661 F. Supp. 880, 1987 U.S. Dist. LEXIS 4715
CourtDistrict Court, E.D. Virginia
DecidedApril 29, 1987
DocketCiv. A. 86-0250-R
StatusPublished
Cited by28 cases

This text of 661 F. Supp. 880 (Crawford Harbor Associates v. Blake Construction Co.) is published on Counsel Stack Legal Research, covering District Court, E.D. Virginia primary law. Counsel Stack provides free access to over 12 million legal documents including statutes, case law, regulations, and constitutions.

Bluebook
Crawford Harbor Associates v. Blake Construction Co., 661 F. Supp. 880, 1987 U.S. Dist. LEXIS 4715 (E.D. Va. 1987).

Opinion

MEMORANDUM

SPENCER, District Judge.

This case originated with the installation of allegedly defective windows in a Portsmouth, Virginia apartment building owned by Crawford Harbor Associates. Crawford Harbor sued the general contractor (“Blake”), who in turn filed a third-party action against the window installation subcontractor (“Walker”) and against Wallace-Crossly Corporation, a Florida corporation which is alleged to be the successor in interest to the entity that originally manufactured and warranted the windows in question. Blake invoked Fed.R.Civ.P. 4(e) and Va.Code § 8.01-328.1, the Virginia long-arm statute, to obtain personal jurisdiction over Wallace-Crossly. Wallace-Crossly responded with a motion to dismiss, pleading lack of personal jurisdiction under Fed.R.Civ.P. 12(b)(2). Wallace-Crossly contends that it is separate and distinct from the window manufacturer, is not a successor in interest to the window manufacturer, does not engage in Virginia in any of the activities enumerated in the long-arm statute, and “has absolutely no contacts, business or otherwise with the Commonwealth of Virginia.”

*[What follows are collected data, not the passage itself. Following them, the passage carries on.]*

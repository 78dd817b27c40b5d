/// Shared application state
use std::sync::Arc;

use crate::config::Config;
use crate::services::Engine;
use crate::store::EntityStore;

#[derive(Clone)]
pub struct AppState {
    pub config: Config,
    pub engine: Engine,
}

impl AppState {
    pub fn new(config: Config, store: Arc<EntityStore>) -> Self {
        let engine = Engine::new(store, config.limits);
        Self { config, engine }
    }
}
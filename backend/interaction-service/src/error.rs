/// Error types for interaction-service
use actix_web::{http::StatusCode, HttpResponse, ResponseError};
use thiserror::Error;

use crate::handlers::ApiResponse;

#[derive(Error, Debug, Clone, PartialEq, Eq)]
pub enum ServiceError {
    #[error("Not found: {0}")]
    NotFound(String),

    #[error("Invalid argument: {0}")]
    InvalidArgument(String),

    #[error("Conflict: {0}")]
    Conflict(String),

    #[error("Configuration error: {0}")]
    Config(String),

    #[error("Internal error: {0}")]
    Internal(String),
}

impl ServiceError {
    pub fn not_found(kind: &str, id: &str) -> Self {
        ServiceError::NotFound(format!("{} {}", kind, id))
    }

    pub fn invalid(msg: impl Into<String>) -> Self {
        ServiceError::InvalidArgument(msg.into())
    }

    pub fn is_not_found(&self) -> bool {
        matches!(self, ServiceError::NotFound(_))
    }
}

impl ResponseError for ServiceError {
    fn status_code(&self) -> StatusCode {
        match self {
            ServiceError::NotFound(_) => StatusCode::NOT_FOUND,
            ServiceError::InvalidArgument(_) => StatusCode::BAD_REQUEST,
            ServiceError::Conflict(_) => StatusCode::CONFLICT,
            ServiceError::Config(_) | ServiceError::Internal(_) => {
                StatusCode::INTERNAL_SERVER_ERROR
            }
        }
    }

    fn error_response(&self) -> HttpResponse {
        HttpResponse::build(self.status_code()).json(ApiResponse::<()>::err(self.to_string()))
    }
}

/// Result type alias for service operations
pub type ServiceResult<T> = Result<T, ServiceError>;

After a hearing on the motion to dismiss, this Court required Wallace-Crossly to respond to so much of Blake’s interrogatories and requests for production of documents as related to jurisdiction. Lekkas v. Liberian M/V Caledonia, 443 F.2d 10 (4th Cir.1971) (party asking court to decline jurisdiction subjects itself to obligation of furnishing all information pertinent to decision of its motion). The parties concerned have also filed, at the Court’s request, supplemental briefs on all issues they considered material to personal jurisdiction over Wallace-Crossly.

*882 FACTS MATERIAL TO JURISDICTION

Blake contracted with Walker in January 1981 to install the exterior window system in question. By purchase order dated November 10, 1981 Walker contracted for “Crossly 6100 Series” windows with an entity then known as Crossly Architectural Products, Inc., trading as Crossly Window Company (“Crossly”). 1 Crossly delivered these windows and title passed in Virginia. The windows’ alleged variance from Crossly’s warranties and representations as to their quality forms the substantive legal basis for Blake’s and Walker’s claim against Wallace-Crossly.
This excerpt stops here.